All posts by Ben

The Very Important Child

The Very Important Child is my second collaboration with dance theatre company The Mostly Everything People. I designed and lit this anarchic and entertaining show. Developed to fit a tight budget, the designs are playful yet practical – creating a strong visual world for the piece – and are easy to tour.

“…there’s no denying that Ben Pacey’s design is well-thought out, [and] Preece and Scudeletti playfully use their resources to good effect. Pacey’s lighting too is thoughtfully conceived. Visually, there’s so much to take in and enjoy.”
VIEWS FROM THE GODS

Photos © John Freddy Jones 2016.

Adventures of the Little Ghost

Adventures of the Little Ghost is a dance performance for young audiences.
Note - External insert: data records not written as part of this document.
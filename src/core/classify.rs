//! Mapping of failures to policy labels.
//!
//! Exception handlers and retry policies don't look at concrete errors, they
//! look at a *label* obtained by classifying the error's [`FailureType`]. The
//! [`SubclassClassifier`] resolves a label by exact type first, then by the
//! nearest registered ancestor, then falls back to a default.

use std::collections::HashMap;

use dashmap::DashMap;
use log::debug;

use crate::error::{BatchError, FATAL, FailureType};

/// Anything that can be placed in the failure type tree.
pub trait Classifiable {
    fn failure_type(&self) -> &'static FailureType;
}

impl Classifiable for BatchError {
    fn failure_type(&self) -> &'static FailureType {
        BatchError::failure_type(self)
    }
}

impl Classifiable for &'static FailureType {
    fn failure_type(&self) -> &'static FailureType {
        self
    }
}

/// Maps a classifiable value to a label.
///
/// Classifying `None` always yields the classifier's default label.
pub trait Classifier<C: ?Sized, T> {
    fn classify(&self, classifiable: Option<&C>) -> T;
}

/// Classifier resolving labels through the failure type tree.
///
/// Once an ancestor match is found for a concrete type, the result is stored
/// under that type so later lookups are a single map access. The map is a
/// [`DashMap`], so classification is safe from worker threads.
///
/// # Examples
///
/// ```
/// use spring_batch_core::core::classify::{Classifier, SubclassClassifier};
/// use spring_batch_core::error::{BatchError, INVALID, INVALID_STATE, RECOVERABLE};
///
/// let classifier = SubclassClassifier::new("default").add(&INVALID, "bucket");
///
/// let error = BatchError::failure(&INVALID_STATE, "closed");
/// assert_eq!(classifier.classify(Some(&error)), "bucket");
///
/// let other = BatchError::failure(&RECOVERABLE, "other");
/// assert_eq!(classifier.classify(Some(&other)), "default");
/// assert_eq!(classifier.classify(None::<&BatchError>), "default");
/// ```
#[derive(Debug)]
pub struct SubclassClassifier<T> {
    type_map: DashMap<&'static FailureType, T>,
    default_value: T,
}

impl<T: Clone> SubclassClassifier<T> {
    pub fn new(default_value: T) -> Self {
        Self {
            type_map: DashMap::new(),
            default_value,
        }
    }

    pub fn with_type_map(type_map: HashMap<&'static FailureType, T>, default_value: T) -> Self {
        Self {
            type_map: type_map.into_iter().collect(),
            default_value,
        }
    }

    /// Registers a label for a type and all of its descendants.
    pub fn add(self, failure_type: &'static FailureType, value: T) -> Self {
        self.type_map.insert(failure_type, value);
        self
    }

    pub fn default_value(&self) -> &T {
        &self.default_value
    }

    /// Resolves the label for a failure type.
    pub fn classify_type(&self, failure_type: &'static FailureType) -> T {
        if let Some(value) = self.type_map.get(failure_type) {
            return value.clone();
        }

        let inherited = failure_type
            .lineage()
            .skip(1)
            .find_map(|ancestor| self.type_map.get(ancestor).map(|value| value.clone()));

        match inherited {
            Some(value) => {
                debug!("Memoizing classification of {}", failure_type);
                self.type_map
                    .entry(failure_type)
                    .or_insert(value)
                    .value()
                    .clone()
            }
            None => self.default_value.clone(),
        }
    }
}

impl<C, T> Classifier<C, T> for SubclassClassifier<T>
where
    C: Classifiable + ?Sized,
    T: Clone,
{
    fn classify(&self, classifiable: Option<&C>) -> T {
        match classifiable {
            Some(classifiable) => self.classify_type(classifiable.failure_type()),
            None => self.default_value.clone(),
        }
    }
}

/// Yes/no classifier over failure types.
///
/// Types registered with [`BinaryExceptionClassifier::new`] classify to
/// `!default_value`; everything else to `default_value`.
#[derive(Debug)]
pub struct BinaryExceptionClassifier {
    delegate: SubclassClassifier<bool>,
}

impl BinaryExceptionClassifier {
    pub fn new(types: &[&'static FailureType], default_value: bool) -> Self {
        let delegate = types.iter().fold(
            SubclassClassifier::new(default_value),
            |classifier, &failure_type| classifier.add(failure_type, !default_value),
        );
        Self { delegate }
    }

    /// Only the listed types (and their descendants) classify as `true`.
    pub fn only(types: &[&'static FailureType]) -> Self {
        Self::new(types, false)
    }

    /// Everything classifies as `true` except the listed types.
    pub fn all_except(types: &[&'static FailureType]) -> Self {
        Self::new(types, true)
    }

    pub fn classify_error(&self, error: &BatchError) -> bool {
        self.classify_type(error.failure_type())
    }

    pub fn classify_type(&self, failure_type: &'static FailureType) -> bool {
        self.delegate.classify_type(failure_type)
    }
}

impl Default for BinaryExceptionClassifier {
    /// Everything is `true` except fatal failures.
    fn default() -> Self {
        Self::all_except(&[&FATAL])
    }
}

impl<C: Classifiable + ?Sized> Classifier<C, bool> for BinaryExceptionClassifier {
    fn classify(&self, classifiable: Option<&C>) -> bool {
        self.delegate.classify(classifiable)
    }
}

#[cfg(test)]
mod tests {
    use std::sync::Arc;

    use super::*;
    use crate::error::{FAILURE, FATAL, INVALID, INVALID_ARGUMENT, INVALID_STATE, IO, RECOVERABLE};

    static CLOSED_CURSOR: FailureType = FailureType::new("ClosedCursor", &INVALID_STATE);
    static FATAL_IO: FailureType = FailureType::new("Io", &FATAL);

    #[test]
    fn exact_match_wins_over_ancestor() {
        let classifier = SubclassClassifier::new("default")
            .add(&INVALID, "invalid")
            .add(&INVALID_STATE, "state");

        let error = BatchError::failure(&INVALID_STATE, "closed");
        assert_eq!(classifier.classify(Some(&error)), "state");
    }

    #[test]
    fn nearest_ancestor_wins() {
        let classifier = SubclassClassifier::new("default")
            .add(&RECOVERABLE, "recoverable")
            .add(&INVALID_STATE, "state");

        let error = BatchError::failure(&CLOSED_CURSOR, "cursor closed");
        assert_eq!(classifier.classify(Some(&error)), "state");
    }

    #[test]
    fn subclass_of_registered_type_gets_its_label() {
        let classifier = SubclassClassifier::new("default").add(&INVALID, "bucket");

        let error = BatchError::failure(&INVALID_STATE, "closed");
        assert_eq!(classifier.classify(Some(&error)), "bucket");
    }

    #[test]
    fn unrelated_type_gets_default() {
        let classifier = SubclassClassifier::new("default").add(&INVALID, "bucket");

        let error = BatchError::failure(&RECOVERABLE, "unrelated");
        assert_eq!(classifier.classify(Some(&error)), "default");
        assert_eq!(classifier.classify(None::<&BatchError>), "default");
    }

    #[test]
    fn same_name_in_another_branch_is_not_matched() {
        let classifier = SubclassClassifier::new("default").add(&IO, "io");

        assert_eq!(classifier.classify_type(&FATAL_IO), "default");
        assert_eq!(classifier.classify_type(&IO), "io");
        assert_eq!(classifier.classify_type(&FATAL_IO), "default");
    }

    #[test]
    fn ancestor_match_is_memoized() {
        let classifier = SubclassClassifier::new(0).add(&INVALID, 7);
        assert_eq!(classifier.type_map.len(), 1);

        assert_eq!(classifier.classify_type(&INVALID_ARGUMENT), 7);
        assert_eq!(classifier.type_map.len(), 2);
        assert_eq!(*classifier.type_map.get(&INVALID_ARGUMENT).unwrap(), 7);

        assert_eq!(classifier.classify_type(&INVALID_ARGUMENT), 7);
        assert_eq!(classifier.type_map.len(), 2);
    }

    #[test]
    fn unmatched_types_are_not_memoized() {
        let classifier = SubclassClassifier::new(0).add(&INVALID, 7);
        assert_eq!(classifier.classify_type(&IO), 0);
        assert_eq!(classifier.type_map.len(), 1);
    }

    #[test]
    fn classification_is_safe_across_threads() {
        let classifier = Arc::new(SubclassClassifier::new("default").add(&FAILURE, "any"));

        let handles: Vec<_> = (0..8)
            .map(|_| {
                let classifier = Arc::clone(&classifier);
                std::thread::spawn(move || classifier.classify_type(&CLOSED_CURSOR))
            })
            .collect();

        for handle in handles {
            assert_eq!(handle.join().unwrap(), "any");
        }
    }

    #[test]
    fn binary_classifier_defaults_to_non_fatal() {
        let classifier = BinaryExceptionClassifier::default();
        assert!(classifier.classify_error(&BatchError::failure(&IO, "reset")));
        assert!(!classifier.classify_error(&BatchError::fatal("stack overflow")));
    }

    #[test]
    fn binary_classifier_only_listed_types() {
        let classifier = BinaryExceptionClassifier::only(&[&IO]);
        assert!(classifier.classify_error(&BatchError::failure(&IO, "reset")));
        assert!(!classifier.classify_error(&BatchError::ItemReader("bad".to_string())));
    }
}
#![allow(dead_code)]

mod mocks;

pub use mocks::{MockListener, MockWriter};

use std::sync::Once;

static LOGGER: Once = Once::new();

/// Installs `env_logger` once per test binary; honours `RUST_LOG`.
pub fn init_logger() {
    LOGGER.call_once(|| {
        let _ = env_logger::builder().is_test(true).try_init();
    });
}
It’s performed by a core team of professional dancers, who dance alongside a company of community performers – including young people – local to each venue on the tour.

As set designer for the project, I created an immersive in-the-round environment, where the audience are really up-close and connected to the performance, and which gently helps to establish the key locations in the story.

Choreographed and produced by Sophie Nüzel, Adventures of the Little Ghost is currently touring.

Thrive

I designed the lighting for this play-for-young-people towards the end of 2105, but was recently back in Lincoln to see the show back up for its autumn 2016 tour.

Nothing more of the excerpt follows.